Un enseignant répète des mots aux élèves qui n'ont pas de manuels scolaires ou
de fournitures, dans une école nationale à Darbonne. Photo: AKJ/Marc Schindler Saint Val
L’expérience du professeur Monfils n’est pas unique. Hercule André, âgé d’une cinquantaine d’années et directeur d’une école nationale à Darbonne à Léogâne, salue cette initiative. Toutefois, il ajoute que « le seul bénéfice que peuvent soutirer les enfants, c’est qu’ils ne paient pas. A part cela, il n’y a rien. Les enfants viennent à l’école, mais n’ont pas de livre comme promis pour suivre les cours ».
En janvier, plusieurs professeurs d’Anse-à-Pitre, dans le sud-est du pays, contractuels du Psugo, affirment ne pas recevoir de salaire depuis octobre 2012.

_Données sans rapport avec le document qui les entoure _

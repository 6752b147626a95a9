//! TfL client error types.

/// Longest body excerpt kept on an error for logging.
pub(crate) const BODY_EXCERPT_CHARS: usize = 500;

/// Why a single arrivals fetch failed.
///
/// Every variant is per-stop and per-cycle: the poller logs it and moves on.
#[derive(Debug, thiserror::Error)]
pub enum FetchError {
    /// Connection refused, DNS failure, TLS failure and similar.
    #[error("transport error: {0}")]
    Transport(#[source] reqwest::Error),

    /// The request did not complete within its time bound.
    #[error("request timed out")]
    Timeout,

    /// The API answered with something other than 200 OK.
    #[error("HTTP status {status}: {body}")]
    HttpStatus { status: u16, body: String },

    /// The body was not the expected JSON array of arrivals.
    #[error("malformed response: {message}")]
    Parse {
        message: String,
        body: Option<String>,
    },
}

impl FetchError {
    /// Short machine-friendly label, used as a structured log field.
    pub fn kind(&self) -> &'static str {
        match self {
            FetchError::Transport(_) => "transport",
            FetchError::Timeout => "timeout",
            FetchError::HttpStatus { .. } => "http_status",
            FetchError::Parse { .. } => "parse",
        }
    }
}

impl From<reqwest::Error> for FetchError {
    fn from(err: reqwest::Error) -> Self {
        if err.is_timeout() {
            FetchError::Timeout
        } else if err.is_decode() {
            FetchError::Parse {
                message: err.to_string(),
                body: None,
            }
        } else {
            FetchError::Transport(err)
        }
    }
}

/// Keep at most [`BODY_EXCERPT_CHARS`] characters of a response body.
pub(crate) fn excerpt(body: &str) -> String {
    body.chars().take(BODY_EXCERPT_CHARS).collect()
}

#[cfg(test)]
mod tests {
    use super::*;

    #[test]
    fn error_display() {
        let err = FetchError::Timeout;
        assert_eq!(err.to_string(), "request timed out");

        let err = FetchError::HttpStatus {
            status: 503,
            body: "Service Unavailable".into(),
        };
        assert_eq!(err.to_string(), "HTTP status 503: Service Unavailable");

        let err = FetchError::Parse {
            message: "expected value at line 1 column 1".into(),
            body: Some("<html>".into()),
        };
        assert!(err.to_string().contains("malformed response"));
        assert!(err.to_string().contains("expected value"));
    }

    #[test]
    fn kinds() {
        assert_eq!(FetchError::Timeout.kind(), "timeout");
        assert_eq!(
            FetchError::HttpStatus {
                status: 404,
                body: String::new()
            }
            .kind(),
            "http_status"
        );
        assert_eq!(
            FetchError::Parse {
                message: String::new(),
                body: None
            }
            .kind(),
            "parse"
        );
    }

    #[test]
    fn excerpt_truncates_on_char_boundary() {
        let body = "é".repeat(BODY_EXCERPT_CHARS + 10);
        let cut = excerpt(&body);
        assert_eq!(cut.chars().count(), BODY_EXCERPT_CHARS);
    }
}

« Depuis quatre mois, nous travaillons sans aucune rémunération », a déclaré le professeur Jean-Rony Gabriel à l’agence en ligne AlterPresse. « J’ai une famille dont je dois m’occuper. Je parcours plusieurs kilomètres à moto avant d’arriver sur les lieux de mon travail ».

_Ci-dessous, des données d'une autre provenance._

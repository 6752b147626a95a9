//! The poll-filter-group manager for one configuration entry.

use std::ops::ControlFlow;
use std::sync::{Arc, Weak};
use std::time::Duration;

use chrono::{Local, NaiveDateTime};
use futures::future::join_all;
use tokio::sync::{Mutex, RwLock};
use tracing::{debug, info, trace, warn};

use crate::alert::{AlertReceiver, AlertSender, ArrivalAlert};
use crate::domain::{ScanInterval, StopConfig, StopId};
use crate::process::{filter_and_group, is_active};
use crate::snapshot::{Snapshot, SnapshotStore};
use crate::tfl::{DEFAULT_TIMEOUT_SECS, FetchError, RawArrival};

use super::source::ArrivalSource;
use super::task::{PollHandle, spawn_poll_loop};

/// Hard bound on a single stop's fetch, on top of any client timeout.
pub const FETCH_TIMEOUT: Duration = Duration::from_secs(DEFAULT_TIMEOUT_SECS);

/// Outcome counts for one cycle.
#[derive(Debug, Clone, Copy, PartialEq, Eq, Default)]
pub struct CycleReport {
    /// Stops fetched successfully (snapshot replaced).
    pub polled: usize,
    /// Stops skipped by the day/time gate.
    pub inactive: usize,
    /// Stops whose fetch failed (snapshot kept).
    pub failed: usize,
    /// Alerts published.
    pub alerted: usize,
    /// Results dropped because the stop was removed mid-cycle.
    pub discarded: usize,
}

/// Periodically polls a set of stops and publishes their arrivals.
///
/// Cloning is cheap; clones share the same stops, snapshots and schedule.
pub struct PollScheduler<S> {
    inner: Arc<Inner<S>>,
}

impl<S> Clone for PollScheduler<S> {
    fn clone(&self) -> Self {
        Self {
            inner: Arc::clone(&self.inner),
        }
    }
}

struct Inner<S> {
    source: S,
    interval: ScanInterval,
    stops: RwLock<Vec<StopConfig>>,
    snapshots: SnapshotStore,
    alerts: AlertSender,
    /// Held for the whole of a cycle so cycles never overlap.
    cycle_lock: Mutex<()>,
    task: Mutex<Option<PollHandle>>,
}

impl<S: ArrivalSource> PollScheduler<S> {
    /// Create a stopped scheduler.
    ///
    /// Stops sharing an id are collapsed with the same replace rule as
    /// [`PollScheduler::add_stop`].
    pub fn new(
        source: S,
        stops: Vec<StopConfig>,
        interval: ScanInterval,
        alerts: AlertSender,
    ) -> Self {
        let mut unique = Vec::with_capacity(stops.len());
        for stop in stops {
            insert_or_replace(&mut unique, stop);
        }

        Self {
            inner: Arc::new(Inner {
                source,
                interval,
                stops: RwLock::new(unique),
                snapshots: SnapshotStore::new(),
                alerts,
                cycle_lock: Mutex::new(()),
                task: Mutex::new(None),
            }),
        }
    }

    /// Begin polling every interval.
    ///
    /// Calling this while already running cancels the existing schedule and
    /// starts a fresh one, so there is never more than one timer.
    pub async fn start(&self) {
        let mut task = self.inner.task.lock().await;
        if let Some(previous) = task.take() {
            previous.cancel();
            debug!("Restarting bus arrival poller");
        }

        let weak: Weak<Inner<S>> = Arc::downgrade(&self.inner);
        *task = Some(spawn_poll_loop(self.inner.interval.as_duration(), move || {
            let weak = weak.clone();
            async move {
                // The loop must not keep its manager alive.
                let Some(inner) = weak.upgrade() else {
                    return ControlFlow::Break(());
                };
                inner.run_cycle_at(Local::now().naive_local()).await;
                ControlFlow::Continue(())
            }
        }));

        info!(
            interval_secs = self.inner.interval.as_secs(),
            "Bus arrival poller started"
        );
    }

    /// Cancel the schedule. Does nothing when not running.
    pub async fn stop(&self) {
        let mut task = self.inner.task.lock().await;
        if let Some(handle) = task.take() {
            handle.cancel();
            info!("Bus arrival poller stopped");
        }
    }

    /// Whether a schedule is currently active.
    pub async fn is_running(&self) -> bool {
        let task = self.inner.task.lock().await;
        task.as_ref().is_some_and(|handle| !handle.is_finished())
    }

    /// Add a stop, replacing any existing stop with the same id.
    ///
    /// Takes effect from the next cycle. Returns `true` if it replaced.
    pub async fn add_stop(&self, stop: StopConfig) -> bool {
        let mut stops = self.inner.stops.write().await;
        let replaced = insert_or_replace(&mut stops, stop);
        debug!(replaced, stops = stops.len(), "Stop added");
        replaced
    }

    /// Remove the stop with the same id as `stop`.
    pub async fn remove_stop(&self, stop: &StopConfig) -> bool {
        self.remove_stop_id(stop.stop_id()).await
    }

    /// Remove a stop by id and forget its snapshot.
    pub async fn remove_stop_id(&self, stop_id: &StopId) -> bool {
        let removed = {
            let mut stops = self.inner.stops.write().await;
            let before = stops.len();
            stops.retain(|s| s.stop_id() != stop_id);
            stops.len() != before
        };

        if removed {
            self.inner.snapshots.remove(stop_id).await;
            debug!(stop_id = %stop_id, "Stop removed");
        }
        removed
    }

    /// The current stop set, in insertion order.
    pub async fn stops(&self) -> Vec<StopConfig> {
        self.inner.stops.read().await.clone()
    }

    pub fn interval(&self) -> ScanInterval {
        self.inner.interval
    }

    /// Shared handle to this scheduler's snapshots.
    pub fn snapshots(&self) -> &SnapshotStore {
        &self.inner.snapshots
    }

    /// The latest arrivals for a stop, or `None` if never polled.
    pub async fn get_latest(&self, stop_id: &StopId) -> Option<Snapshot> {
        self.inner.snapshots.get(stop_id).await
    }

    /// Receive alerts published by this scheduler.
    pub fn subscribe(&self) -> AlertReceiver {
        self.inner.alerts.subscribe()
    }

    /// Run one cycle now, using the local wall clock for the activity gate.
    pub async fn run_cycle(&self) -> CycleReport {
        self.inner.run_cycle_at(Local::now().naive_local()).await
    }

    /// Run one cycle as if the local time were `now`.
    pub async fn run_cycle_at(&self, now: NaiveDateTime) -> CycleReport {
        self.inner.run_cycle_at(now).await
    }
}

impl<S: ArrivalSource> Inner<S> {
    async fn run_cycle_at(&self, now: NaiveDateTime) -> CycleReport {
        let _cycle = self.cycle_lock.lock().await;

        // Copy the stop set so no lock is held across network calls.
        let stops = self.stops.read().await.clone();
        let mut report = CycleReport::default();

        let mut active = Vec::with_capacity(stops.len());
        for stop in &stops {
            if is_active(stop, now) {
                active.push(stop);
            } else {
                trace!(stop_id = %stop.stop_id(), "Stop outside active window, skipping");
                report.inactive += 1;
            }
        }

        let fetches: Vec<_> = active
            .into_iter()
            .map(|stop| async move {
                let result = self.fetch_bounded(stop.stop_id()).await;
                (stop, result)
            })
            .collect();
        let results = join_all(fetches).await;

        // Held while results are applied, so a concurrent remove either
        // lands first (and the result is dropped) or evicts what we write.
        let current = self.stops.read().await;

        for (stop, result) in results {
            if !current.iter().any(|s| s.stop_id() == stop.stop_id()) {
                debug!(stop_id = %stop.stop_id(), "Stop removed during fetch, discarding result");
                report.discarded += 1;
                continue;
            }

            let raw = match result {
                Ok(raw) => raw,
                Err(e) => {
                    warn!(
                        stop_id = %stop.stop_id(),
                        kind = e.kind(),
                        error = %e,
                        "Failed to fetch arrivals, keeping previous snapshot"
                    );
                    report.failed += 1;
                    continue;
                }
            };

            report.polled += 1;
            let processed = filter_and_group(stop, &raw);
            self.snapshots
                .update(stop.stop_id().clone(), processed.arrivals.clone())
                .await;

            if processed.arrivals.is_empty() {
                debug!(stop_id = %stop.stop_id(), "No buses arriving");
                continue;
            }

            info!(
                stop_id = %stop.stop_id(),
                name = stop.display_name(),
                arrivals = processed.arrivals.len(),
                groups = processed.grouped.len(),
                "Buses arriving"
            );

            let alert = ArrivalAlert::new(stop.stop_id().clone(), processed);
            if self.alerts.send(alert).is_err() {
                trace!("No alert subscribers");
            }
            report.alerted += 1;
        }

        debug!(
            polled = report.polled,
            inactive = report.inactive,
            failed = report.failed,
            alerted = report.alerted,
            discarded = report.discarded,
            "Poll cycle complete"
        );

        report
    }

    async fn fetch_bounded(&self, stop_id: &StopId) -> Result<Vec<RawArrival>, FetchError> {
        match tokio::time::timeout(FETCH_TIMEOUT, self.source.fetch_arrivals(stop_id)).await {
            Ok(result) => result,
            Err(_) => Err(FetchError::Timeout),
        }
    }
}

/// Insert `stop`, or overwrite the entry with the same id in place.
fn insert_or_replace(stops: &mut Vec<StopConfig>, stop: StopConfig) -> bool {
    match stops.iter_mut().find(|s| s.stop_id() == stop.stop_id()) {
        Some(existing) => {
            *existing = stop;
            true
        }
        None => {
            stops.push(stop);
            false
        }
    }
}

L’enquête d’AKJ dans la capitale et dans la région de Léogâne ne contredit pas ces témoignages. Parmi 20 écoles visitées, seulement deux reconnaissent avoir reçu des fournitures et des matériels didactiques. En plus, parmi les 20 directeurs ou responsables interrogés en novembre 2012, dix semaines après la réouverture des classes en Haïti, presque tous – 16 sur 20 – n’ont pas reçu le troisième versement pour l’année scolaire 2011-2012, et 19 sur 20 affirment n’avoir encore rien reçu pour l’année en cours.

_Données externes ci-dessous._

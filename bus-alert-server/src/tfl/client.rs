//! TfL arrivals HTTP client.
//!
//! One `GET /StopPoint/{id}/Arrivals` per call, bounded by the client
//! timeout, with no internal retry.

use std::time::Duration;

use crate::domain::StopId;
use crate::scheduler::ArrivalSource;

use super::error::{FetchError, excerpt};
use super::types::RawArrival;

/// Default base URL for the TfL Unified API.
const DEFAULT_BASE_URL: &str = "https://api.tfl.gov.uk";

/// Default request timeout in seconds.
pub const DEFAULT_TIMEOUT_SECS: u64 = 10;

/// Configuration for the TfL client.
#[derive(Debug, Clone, PartialEq, Eq)]
pub struct TflConfig {
    /// Base URL for the API (defaults to production TfL)
    pub base_url: String,
    /// Optional application key, sent as the `app_key` query parameter
    pub app_key: Option<String>,
    /// Request timeout in seconds
    pub timeout_secs: u64,
}

impl TflConfig {
    /// Create a config pointing at production TfL with no app key.
    pub fn new() -> Self {
        Self {
            base_url: DEFAULT_BASE_URL.to_string(),
            app_key: None,
            timeout_secs: DEFAULT_TIMEOUT_SECS,
        }
    }

    /// Set a custom base URL (for testing).
    pub fn with_base_url(mut self, url: impl Into<String>) -> Self {
        self.base_url = url.into();
        self
    }

    /// Send an application key with every request.
    pub fn with_app_key(mut self, key: impl Into<String>) -> Self {
        self.app_key = Some(key.into());
        self
    }

    /// Set request timeout.
    pub fn with_timeout(mut self, secs: u64) -> Self {
        self.timeout_secs = secs;
        self
    }
}

impl Default for TflConfig {
    fn default() -> Self {
        Self::new()
    }
}

/// TfL arrivals client.
///
/// Cloning is cheap and shares the underlying connection pool.
#[derive(Debug, Clone)]
pub struct TflClient {
    http: reqwest::Client,
    base_url: String,
    app_key: Option<String>,
}

impl TflClient {
    /// Create a new client with the given configuration.
    pub fn new(config: TflConfig) -> Result<Self, FetchError> {
        let http = reqwest::Client::builder()
            .timeout(Duration::from_secs(config.timeout_secs))
            .build()
            .map_err(FetchError::Transport)?;

        Ok(Self {
            http,
            base_url: config.base_url.trim_end_matches('/').to_string(),
            app_key: config.app_key,
        })
    }

    /// The arrivals endpoint for a stop.
    pub fn arrivals_url(&self, stop_id: &StopId) -> String {
        format!("{}/StopPoint/{}/Arrivals", self.base_url, stop_id.as_str())
    }

    /// Fetch the current arrival predictions for a stop.
    ///
    /// Exactly one request is made. Anything other than 200 OK with a JSON
    /// array body is an error; there are no partial results.
    pub async fn fetch(&self, stop_id: &StopId) -> Result<Vec<RawArrival>, FetchError> {
        let mut request = self.http.get(self.arrivals_url(stop_id));
        if let Some(key) = &self.app_key {
            request = request.query(&[("app_key", key.as_str())]);
        }

        let response = request.send().await?;
        let status = response.status();

        if status != reqwest::StatusCode::OK {
            let body = response.text().await.unwrap_or_default();
            return Err(FetchError::HttpStatus {
                status: status.as_u16(),
                body: excerpt(&body),
            });
        }

        let body = response.text().await?;
        parse_arrivals(&body)
    }
}

impl ArrivalSource for TflClient {
    async fn fetch_arrivals(&self, stop_id: &StopId) -> Result<Vec<RawArrival>, FetchError> {
        self.fetch(stop_id).await
    }
}

/// Parse an arrivals response body.
pub fn parse_arrivals(body: &str) -> Result<Vec<RawArrival>, FetchError> {
    serde_json::from_str(body).map_err(|e| FetchError::Parse {
        message: e.to_string(),
        body: Some(excerpt(body)),
    })
}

« On ne peut affirmer jusqu'à présent, si on fait partie de ce programme ou non. Actuellement [novembre 2012] on n’a encore rien obtenu des responsables », admet Monfils.
« Il y a eu un problème très grave : beaucoup d’écoles qui ont signé leur contrat d’appartenance au Psugo n’avaient pas pu trouver ce qui leur était dû pour l’année académique 2011-2012. Mon école a beaucoup souffert dans ce dossier », ajoute-t-il, désespéré.
La Confédération nationale des éducateurs et éducatrices haïtiens (Cneh), l’un des syndicats nationaux, a fait le même constat.
« Parce que les dirigeants n’ont pas décaissé l’argent à temps, les directeurs d’école étaient dans leurs petits souliers. Ils n’ont pas trouvé de quoi payer les professeurs », note Edith Délourdes Delouis, enseignante et secrétaire générale de la Cneh.
« Virage vers la qualité »
Un autre défi du Psugo, c’est la qualité de l’éducation que reçoivent les écoliers. Pour l’année en cours, le refrain entonné par le ministère est : « Virage vers la qualité », avec plus de supervision.
« Le ministère a très clairement mis l’accent sur la qualité. Accès oui, mais amélioration de la qualité, parce que l’éducation n’aura de sens que quand elle est de qualité », d’après Miloody Vincent, responsable de communication du Menfp. « Ce nouveau départ consiste à former de meilleurs professeurs, faire une dotation de matériels scolaires aux enfants et surtout veiller à la formation des enfants dans les écoles ».
« On mettra un accent particulier sur la supervision scolaire », ajoute Elicel Paul, coordonnateur du Psugo dans une autre interview. Et le président Martelly, lui aussi, s’est prononcé abondamment sur la question de la « qualité », lors de la distribution d’une centaine de motocyclettes aux responsables des directions départementales d’éducation.
« Il ne s’agit pas de mettre seulement les enfants à l’école, il faut s’assurer de la qualité de l’éducation et des services offerts aux élèves », soutient le chef de l’Etat le 15 mars 2012.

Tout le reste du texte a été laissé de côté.